Erbringt ein Steuerpflichtiger Unterhaltsleistungen an im gemeinsamem Haushalt lebende unterhaltsberechtigte Personen und gehören zu der Haushaltsgemeinschaft auch Kinder, für die der Steuerpflichtige Anspruch auf Kindergeld hat, so kommt eine Steuerermäßigung gemäß § 33a Abs. 1 EStG für andere Personen als die beim Kindergeld berücksichtigungsfähigen Kinder nur insoweit in Betracht, als die Unterhaltsleistungen des Steuerpflichtigen insgesamt den Betrag des von ihm empfangenen Kindergelds übersteigen.

 EStG 1975 § 33a Abs. 1.

Vorinstanz: FG Düsseldorf

Sachverhalt

Der Kläger und Revisionsbeklagte (Kläger), ein jugoslawischer Staatsangehöriger, ist seit 1965 als Gastarbeiter in der Bundesrepublik Deutschland (Bundesrepublik) beschäftigt. Seine Ehefrau wohnte im Streitjahr 1976 zusammen mit den acht gemeinschaftlichen Kindern sowie der Mutter des Klägers in einem gemeinsamen Haushalt in Jugoslawien. Für seine acht Kinder bezog der Kläger im Streitjahr 5.220 DM Kindergeld. In seinem Antrag auf Lohnsteuer-Jahresausgleich 1976 machte er u.a. Unterhaltsleistungen an seine Ehefrau und seine anderen im gemeinsamen Haushalt lebenden Angehörigen in Höhe von 3.000 DM gemäß § 33a Abs. 1 des Einkommensteuergesetzes 1975 (EStG) als außergewöhnliche Belastung geltend. Der Beklagte und Revisionskläger (das Finanzamt - FA -) versagte den begehrten Abzug auch im Einspruchsverfahren. Zur Begründung führte das FA - soweit im Revisionsverfahren noch streitentscheidend - sinngemäß aus: Die Unterhaltsleistungen des Klägers seien in vollem Umfang den Kindern zuzurechnen, da das vom Kläger vereinnahmte Kindergeld im Betrag von 5.220 DM den insgesamt an seine Familie geleisteten Unterhaltsbeitrag (3.000 DM) überstiegen habe (vgl. Schreiben des Bundesministers der Finanzen - BMF - vom 26. Oktober 1979 IV B 6 - S 2365 - 85/79, BStBl I 1979, 622).

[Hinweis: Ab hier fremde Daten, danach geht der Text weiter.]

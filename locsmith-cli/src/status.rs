use std::path::Path;

use locsmith::config::substitute_locale;
use locsmith::diff::{changed_keys, changed_literals};
use locsmith::formats::{FormatType, LiteralScanner, TranslationStrategy};
use locsmith::snapshot::SnapshotStore;

use crate::translate::load_config;

/// Run the status command: report pending work per (file, locale) without
/// touching the translation backend.
pub fn run() -> i32 {
    let config = match load_config() {
        Ok(config) => config,
        Err(message) => {
            eprintln!("Error: {}", message);
            return 1;
        }
    };

    let snapshots = SnapshotStore::new(Path::new(".locsmith").join("snapshots"));
    let scanner = LiteralScanner::new();
    let mut pending_total = 0usize;
    let mut had_errors = false;

    for (format_id, group) in &config.files {
        let format: FormatType = match format_id.parse() {
            Ok(format) => format,
            Err(e) => {
                eprintln!("Error: {}", e);
                had_errors = true;
                continue;
            }
        };

        for pattern in &group.include {
            let source_path = substitute_locale(pattern, &config.locale.source);
            let current = match std::fs::read_to_string(&source_path) {
                Ok(text) => text,
                Err(e) => {
                    eprintln!("Error reading {}: {}", source_path, e);
                    had_errors = true;
                    continue;
                }
            };
            let previous = snapshots.load(&source_path).ok().flatten();

            let pending = match format.strategy() {
                TranslationStrategy::Document => {
                    usize::from(previous.as_deref() != Some(current.as_str()))
                }
                TranslationStrategy::SourceCode => {
                    let matches = scanner.scan(&current);
                    match &previous {
                        None => matches.len(),
                        Some(previous) => {
                            changed_literals(previous, &current, &matches).len()
                        }
                    }
                }
                TranslationStrategy::KeyValue => {
                    let parser = format.parser().expect("key-value format");
                    match parser.parse(&current) {
                        Ok(source_map) => {
                            let previous_map =
                                previous.as_deref().and_then(|text| parser.parse(text).ok());
                            changed_keys(previous_map.as_ref(), &source_map).len()
                        }
                        Err(e) => {
                            eprintln!("Error parsing {}: {}", source_path, e);
                            had_errors = true;
                            continue;
                        }
                    }
                }
            };

            pending_total += pending * config.locale.targets.len();
            println!(
                "{}: {} pending key(s) × {} locale(s)",
                source_path,
                pending,
                config.locale.targets.len()
            );
        }
    }

    if pending_total == 0 && !had_errors {
        println!("Everything up to date.");
    }

    if had_errors { 1 } else { 0 }
}
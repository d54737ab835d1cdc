//! Merge/reconciliation of freshly translated keys into the existing
//! target representation.
//!
//! The merged map iterates the *current source* key set, so keys removed
//! from the source drop out of the target, arrays truncate to their new
//! length, and output key order always follows the source. Untouched keys
//! keep their previous translated value byte-for-byte.

use crate::debug::debug;
use crate::flatten::FlatMap;

/// Overlay `fresh` translations onto `previous_target`, scoped to the keys
/// of `source`. Keys with neither a fresh nor a previous value (for
/// example, keys whose translation stayed unresolved on a brand-new file)
/// are omitted rather than blanked.
pub fn merge_flat_maps(
    source: &FlatMap,
    previous_target: Option<&FlatMap>,
    fresh: &FlatMap,
) -> FlatMap {
    let mut merged = FlatMap::new();

    for key in source.keys() {
        let fresh_value = fresh.get(key);
        let previous_value = previous_target.and_then(|prev| prev.get(key));

        match (fresh_value, previous_value) {
            (Some(new), Some(old)) if new != old => {
                // Current-run data wins on conflict.
                debug(format!("merge: `{}` replaced by current run", key));
                merged.insert(key.clone(), new.clone());
            }
            (Some(new), _) => {
                merged.insert(key.clone(), new.clone());
            }
            (None, Some(old)) => {
                merged.insert(key.clone(), old.clone());
            }
            (None, None) => {}
        }
    }

    merged
}
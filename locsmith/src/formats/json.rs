//! Support for nested-object JSON translation files (and ARB, which shares
//! the wire syntax).
//!
//! Parsing delegates to the flatten engine; serialization rebuilds the
//! nested document with arrays expressed natively and escaped key segments
//! restored to their original spelling. Malformed input goes through a
//! best-effort repair pass (single quotes, unquoted keys, trailing commas)
//! before being rejected.

use crate::error::Error;
use crate::flatten::{self, FlatMap, Node};
use crate::traits::FormatParser;

pub struct JsonParser;

impl FormatParser for JsonParser {
    fn parse(&self, input: &str) -> Result<FlatMap, Error> {
        let trimmed = input.trim();
        if trimmed.is_empty() {
            return Ok(FlatMap::new());
        }

        let value: serde_json::Value = match serde_json::from_str(trimmed) {
            Ok(v) => v,
            Err(_) => serde_json::from_str(&repair(trimmed))?,
        };

        if !value.is_object() {
            return Err(Error::invalid_structure(
                "translation file must contain a JSON object at the top level",
            ));
        }

        Ok(flatten::flatten(&Node::from_json(&value)?))
    }

    fn serialize(
        &self,
        _locale: &str,
        data: &FlatMap,
        _original: Option<&str>,
    ) -> Result<String, Error> {
        let node = flatten::unflatten(data)?;
        let mut text = serde_json::to_string_pretty(&node.to_json())?;
        text.push('\n');
        Ok(text)
    }
}

/// Best-effort repair of common hand-edited JSON damage: single-quoted
/// strings, unquoted object keys, trailing commas. Operates outside string
/// context only, so valid content is never rewritten.
fn repair(input: &str) -> String {
    let mut out = String::with_capacity(input.len() + 16);
    let mut chars = input.chars().peekable();
    let mut in_string = false;
    let mut string_delim = '"';
    let mut escaped = false;

    while let Some(c) = chars.next() {
        if in_string {
            if escaped {
                escaped = false;
                // `\'` is not a legal JSON escape once the delimiter is
                // normalized to double quotes.
                if c == '\'' {
                    out.push('\'');
                } else {
                    out.push('\\');
                    out.push(c);
                }
                continue;
            }
            match c {
                '\\' => {
                    escaped = true;
                }
                _ if c == string_delim => {
                    in_string = false;
                    out.push('"');
                }
                // A double quote inside a single-quoted string needs escaping
                // once the delimiter is normalized.
                '"' => out.push_str("\\\""),
                _ => out.push(c),
            }
            continue;
        }

        match c {
            '"' | '\'' => {
                in_string = true;
                string_delim = c;
                out.push('"');
            }
            ',' => {
                // Drop the comma if the next non-whitespace closes a scope.
                let mut lookahead = chars.clone();
                let next = loop {
                    match lookahead.next() {
                        Some(ws) if ws.is_whitespace() => continue,
                        other => break other,
                    }
                };
                match next {
                    Some('}') | Some(']') => {}
                    _ => out.push(','),
                }
            }
            _ if c.is_alphanumeric() || c == '_' || c == '$' => {
                // Possible bare key: collect the identifier and quote it if
                // it is followed by a colon.
                let mut ident = String::new();
                ident.push(c);
                while let Some(&next) = chars.peek() {
                    if next.is_alphanumeric() || next == '_' || next == '$' {
                        ident.push(next);
                        chars.next();
                    } else {
                        break;
                    }
                }
                let mut lookahead = chars.clone();
                let follows_colon = loop {
                    match lookahead.next() {
                        Some(ws) if ws.is_whitespace() => continue,
                        Some(':') => break true,
                        _ => break false,
                    }
                };
                if follows_colon {
                    out.push('"');
                    out.push_str(&ident);
                    out.push('"');
                } else {
                    out.push_str(&ident);
                }
            }
            _ => out.push(c),
        }
    }

    out
}

#[cfg(test)]
mod tests {
    use super::*;

    #[test]
    fn test_parse_simple_pairs() {
        let flat = JsonParser
            .parse(r#"{"hello": "world", "test": "value"}"#)
            .unwrap();
        assert_eq!(flat.get("hello").unwrap(), "world");
        assert_eq!(flat.get("test").unwrap(), "value");
    }

    #[test]
    fn test_parse_nested_objects() {
        let flat = JsonParser
            .parse(r#"{"nested": {"key": "value", "another": {"deep": "test"}}}"#)
            .unwrap();
        assert_eq!(flat.get("nested.key").unwrap(), "value");
        assert_eq!(flat.get("nested.another.deep").unwrap(), "test");
    }

    #[test]
    fn test_parse_repairs_malformed_json() {
        let input = r#"{
            hello: "world",
            'test': 'value',
        }"#;
        let flat = JsonParser.parse(input).unwrap();
        assert_eq!(flat.get("hello").unwrap(), "world");
        assert_eq!(flat.get("test").unwrap(), "value");
    }

    #[test]
    fn test_parse_rejects_non_object_top_level() {
        let err = JsonParser.parse(r#""just a string""#).unwrap_err();
        assert!(matches!(err, Error::InvalidStructure(_)));
    }

    #[test]
    fn test_parse_empty_object() {
        assert!(JsonParser.parse("{}").unwrap().is_empty());
    }

    #[test]
    fn test_serialize_restores_structure() {
        let input = r#"{
            "chat": {
                "poll": {
                    "allow-multiple": "Allow Multiple Answers?",
                    "create-poll.title": "Create Poll"
                }
            }
        }"#;
        let flat = JsonParser.parse(input).unwrap();
        let text = JsonParser.serialize("en", &flat, None).unwrap();
        let value: serde_json::Value = serde_json::from_str(&text).unwrap();
        assert_eq!(
            value["chat"]["poll"]["allow-multiple"],
            "Allow Multiple Answers?"
        );
        assert_eq!(value["chat"]["poll"]["create-poll.title"], "Create Poll");
    }

    #[test]
    fn test_serialize_emits_native_arrays() {
        let input = r#"{"items": [{"t": "a"}, {"t": "b"}], "tags": ["x", "y"]}"#;
        let flat = JsonParser.parse(input).unwrap();
        let text = JsonParser.serialize("en", &flat, None).unwrap();
        let value: serde_json::Value = serde_json::from_str(&text).unwrap();
        assert!(value["items"].is_array());
        assert_eq!(value["items"][1]["t"], "b");
        assert_eq!(value["tags"], serde_json::json!(["x", "y"]));
    }

    #[test]
    fn test_serialize_ends_with_newline() {
        let mut flat = FlatMap::new();
        flat.insert("key".to_string(), "value".to_string());
        let text = JsonParser.serialize("en", &flat, None).unwrap();
        assert!(text.ends_with('\n'));
    }

    #[test]
    fn test_roundtrip_fidelity() {
        let input = r#"{
            "a": {"b": "hello", "c": "world"},
            "items": [{"title": "x"}, {"title": "y"}]
        }"#;
        let first = JsonParser.parse(input).unwrap();
        let text = JsonParser.serialize("fr", &first, None).unwrap();
        let second = JsonParser.parse(&text).unwrap();
        assert_eq!(first, second);
    }

    #[test]
    fn test_repair_preserves_quotes_inside_strings() {
        let input = r#"{'say': 'he said "hi"'}"#;
        let flat = JsonParser.parse(input).unwrap();
        assert_eq!(flat.get("say").unwrap(), r#"he said "hi""#);
    }

    #[test]
    fn test_repair_escaped_single_quote() {
        let flat = JsonParser.parse(r#"{'msg': 'it\'s fine'}"#).unwrap();
        assert_eq!(flat.get("msg").unwrap(), "it's fine");
    }
}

Das Finanzgericht (FG) berücksichtigte den auf die Mutter des Klägers entfallenden Anteil an den Unterhaltsleistungen im Betrag von 300 DM als außergewöhnliche Belastung. Es führte zur Begründung seiner Entscheidung u.a. aus:

Der Umstand, daß der Kläger an Kindergeld mehr empfangen, als er insgesamt an Unterhalt geleistet habe, schließe nicht die Annahme aus, daß ihm Aufwendungen für den Unterhalt seiner Angehörigen entstanden seien. Selbst wenn der Kläger das Kindergeld für Rechnung der Kinder erhalten habe (vgl. Urteil des Bundesgerichtshofs - BGH - vom 26. Mai 1982 IVb ZR 715/80, Neue Juristische Wochenschrift - NJW - 1982, 1983), seien seine Überweisungen an die Familie als Unterhaltsaufwendungen i.S. des § 33a Abs. 1 EStG anzusehen. Denn der Kläger habe nicht nur über das Kindergeld, sondern auch über seinen Arbeitslohn verfügen können. Es wäre eine nicht gerechtfertigte Unterstellung, wollte man davon ausgehen, daß der Kläger seine Unterhaltsleistungen in Höhe von 3.000 DM lediglich mit dem von ihm bezogenen Kindergeld bestritten habe.

Das FA rügt mit der Revision fehlerhafte Auslegung des § 33a Abs. 1 EStG.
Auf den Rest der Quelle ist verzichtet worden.